From a purely procedural point of view, stricter reporting rules will necessitate additional outlays in time and cost as banks will have to file more reports and increase the efficacy of their internal compliance procedures. As one example, previous to the USA PATRIOT Act, a report had to be filed for transactions over US$10,000; now, transactions just under this limit must also be reported. Lowering the reportable minimum, however, blurs the line between reportable and ordinary transactions, and banks are increasingly feeling under pressure to scan all transactions in order to feel secure in their compliance with anti-money laundering regulations in the new era, at considerable additional expense.
- Higher bar for monitoring efficacy.
Ignorance is no longer bliss. Under the USA PATRIOT Act, a financial institution can be held liable -- and punishable by both monetary fines and criminal indictment -- if the institution is found to have handled illicit funds, either knowingly or unknowingly. While it is virtually impossible to completely block the movement of illicit funds through a financial institution, and prosecutions under these clauses of the Act are likely to be minimal, the new law has significantly raised the bar for judging the quality and efficacy of a bank's AML procedures. As a result, banks will find it necessary to implement more thorough monitoring programs, and employee training procedures in order to comply with this new regulatory stringency.
- New, more effective AML technologies.
In order to thoroughly monitor customer transactions, new account openings, and complex relationships between accounts for possible money laundering activity, large financial institutions will need to install powerful, scalable technologies capable of handling high volumes of transactions and multiple relational categories. A number of new technologies, many initially developed for government intelligence or defense agencies, have become available in recent years. The challenge for financial institutions will be to determine which solution is most appropriate for their needs. Due to the theoretical complexity of these state-of-the-art technologies, this selection process will require a careful and thorough assessment of competing vendors' products.
- Entire business lines may come into question.

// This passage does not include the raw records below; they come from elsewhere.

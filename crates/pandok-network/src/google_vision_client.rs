//! Google Cloud Vision 클라이언트 (단일 호출형).
//!
//! base64 인코딩한 이미지를 `images:annotate`에 한 번 POST하고 응답의
//! `responses[0].fullTextAnnotation.text`를 읽는다. 해당 필드가 없으면
//! 빈 문자열로 성공 처리한다 (텍스트 없는 이미지).

use async_trait::async_trait;
use tokio_util::sync::CancellationToken;
use tracing::{debug, warn};

use pandok_core::config::GoogleVisionConfig;
use pandok_core::error::OcrError;
use pandok_core::models::ocr::{OcrRequest, OcrResult};
use pandok_core::ports::ocr_provider::OcrProvider;

/// 주석 요청 경로
const IMAGES_ANNOTATE_PATH: &str = "/v1/images:annotate";

/// API 키 헤더
const API_KEY_HEADER: &str = "x-goog-api-key";

/// 문서 텍스트 추출 feature
const TEXT_DETECTION_FEATURE: &str = "DOCUMENT_TEXT_DETECTION";

/// Google Cloud Vision 클라이언트 — `OcrProvider` 포트 구현
///
/// 폴링 단계가 없으므로 모든 전송/상태/파싱 실패는 제출 실패로 분류한다.
/// 벤더가 `responses[0].error`로 작업 실패를 보고한 경우만 예외다.
#[derive(Debug)]
pub struct GoogleVisionProvider {
    /// HTTP 클라이언트
    http_client: reqwest::Client,
    /// API 베이스 URL (끝 슬래시 제거됨)
    endpoint: String,
    /// API 키 (메모리에만 유지)
    api_key: String,
}

impl GoogleVisionProvider {
    /// 새 GoogleVisionProvider 생성
    ///
    /// 엔드포인트/키가 비어 있으면 네트워크 호출 없이 즉시 실패한다.
    pub fn new(config: &GoogleVisionConfig) -> Result<Self, OcrError> {
        if config.endpoint.trim().is_empty() {
            return Err(OcrError::Configuration(
                "Google Vision 엔드포인트 미설정".into(),
            ));
        }
        if config.api_key.trim().is_empty() {
            return Err(OcrError::Configuration(
                "Google API 키 미설정 (GOOGLE_VISION_KEY 또는 설정 파일)".into(),
            ));
        }

        let http_client = reqwest::Client::builder()
            .timeout(config.timeout())
            .build()
            .map_err(|e| OcrError::Configuration(format!("HTTP 클라이언트 생성 실패: {}", e)))?;

        debug!(
            endpoint = %config.endpoint,
            timeout = config.timeout_secs,
            "GoogleVisionProvider 초기화"
        );

        Ok(Self {
            http_client,
            endpoint: config.endpoint.trim_end_matches('/').to_string(),
            api_key: config.api_key.clone(),
        })
    }

    /// 응답 본문에서 전체 텍스트 추출
    ///
    /// `responses[0].fullTextAnnotation.text` 체인의 어느 고리가 없어도
    /// 빈 문자열이다. `responses[0].error`가 있으면 작업 실패로 본다.
    fn parse_full_text(body: &str) -> Result<String, OcrError> {
        let response: serde_json::Value =
            serde_json::from_str(body).map_err(|e| OcrError::SubmissionFailed {
                detail: format!("응답 JSON 파싱 실패: {}", e),
            })?;

        let first = response
            .get("responses")
            .and_then(|r| r.as_array())
            .and_then(|r| r.first());

        if let Some(error) = first.and_then(|r| r.get("error")) {
            let message = error
                .get("message")
                .and_then(|m| m.as_str())
                .unwrap_or("원인 미상");
            return Err(OcrError::OperationFailed {
                detail: message.to_string(),
            });
        }

        let text = first
            .and_then(|r| r.get("fullTextAnnotation"))
            .and_then(|a| a.get("text"))
            .and_then(|t| t.as_str())
            .unwrap_or_default();

        Ok(text.to_string())
    }
}

#[async_trait]
impl OcrProvider for GoogleVisionProvider {
    async fn extract_text(
        &self,
        request: &OcrRequest,
        cancel: &CancellationToken,
    ) -> Result<OcrResult, OcrError> {
        use base64::Engine;

        // 이미 취소된 토큰이면 요청 전에 종료
        if cancel.is_cancelled() {
            return Err(OcrError::Cancelled);
        }

        let encoded = base64::engine::general_purpose::STANDARD.encode(request.image());
        let request_body = serde_json::json!({
            "requests": [{
                "image": { "content": encoded },
                "features": [{ "type": TEXT_DETECTION_FEATURE }]
            }]
        });

        let url = format!("{}{}", self.endpoint, IMAGES_ANNOTATE_PATH);
        debug!(url = %url, image_size = request.image().len(), "주석 요청 호출");

        let send = self
            .http_client
            .post(&url)
            .header(API_KEY_HEADER, &self.api_key)
            .json(&request_body)
            .send();

        // 단일 호출이므로 전송 자체를 취소 토큰과 경합시킨다
        let response = tokio::select! {
            _ = cancel.cancelled() => {
                debug!("요청 전송 중 취소됨");
                return Err(OcrError::Cancelled);
            }
            result = send => result.map_err(|e| OcrError::SubmissionFailed {
                detail: format!("주석 요청 전송 실패: {}", e),
            })?,
        };

        let status = response.status();
        let body = response
            .text()
            .await
            .map_err(|e| OcrError::SubmissionFailed {
                detail: format!("응답 읽기 실패: {}", e),
            })?;

        if !status.is_success() {
            warn!(status = %status, "주석 오류 응답");
            return Err(OcrError::SubmissionFailed {
                detail: format!("({}) {}", status, body.chars().take(200).collect::<String>()),
            });
        }

        let text = Self::parse_full_text(&body)?;
        debug!(text_len = text.len(), "텍스트 추출 완료");
        Ok(OcrResult::succeeded(text))
    }

    fn provider_name(&self) -> &str {
        "google-vision"
    }
}

// ============================================================
// 테스트
// ============================================================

Banks and other financial institutions will not only have to tighten procedural compliance, they may also have to reevaluate entire business lines. We can mention two examples here. Banks have traditionally done a good business in providing international correspondent banking relationships for domestic customers wishing to move funds abroad, and for overseas customers wishing to establish accounts in the US. The USA PATRIOT Act singles out correspondent banking in particular as a potential harbor for money laundering, and the Treasury department is examining methods for insuring positive identification of overseas account holders, barring relationships with shell banks, and other controls on correspondent banking. These policies are still in the making, and can assert themselves in a variety of ways. For example, Treasury is required by the Act to consider the efficacy of a bank's correspondent account monitoring as a factor in deciding whether or not to approve a bank merger. This type of regulatory leverage could potentially affect the fundamental corporate growth of an institution found to be lax in AML compliance.
The second example involves a relatively new area of banking: providing various monetary services -- such as check cashing, payment of government entitlements, and international money transfers -- to individuals with no formal account relationship (the "unbanked" sector). Because unbanked customers do not necessarily pass through a know-your-customer account opening procedure, banks may need to institute special monitoring procedures for unbanked services, particularly in regard to money transfers.
The above considerations for banks will apply to other financial institutions as well, with an even greater initial impact because most of these institutions are starting from zero and must build their AML programs from scratch.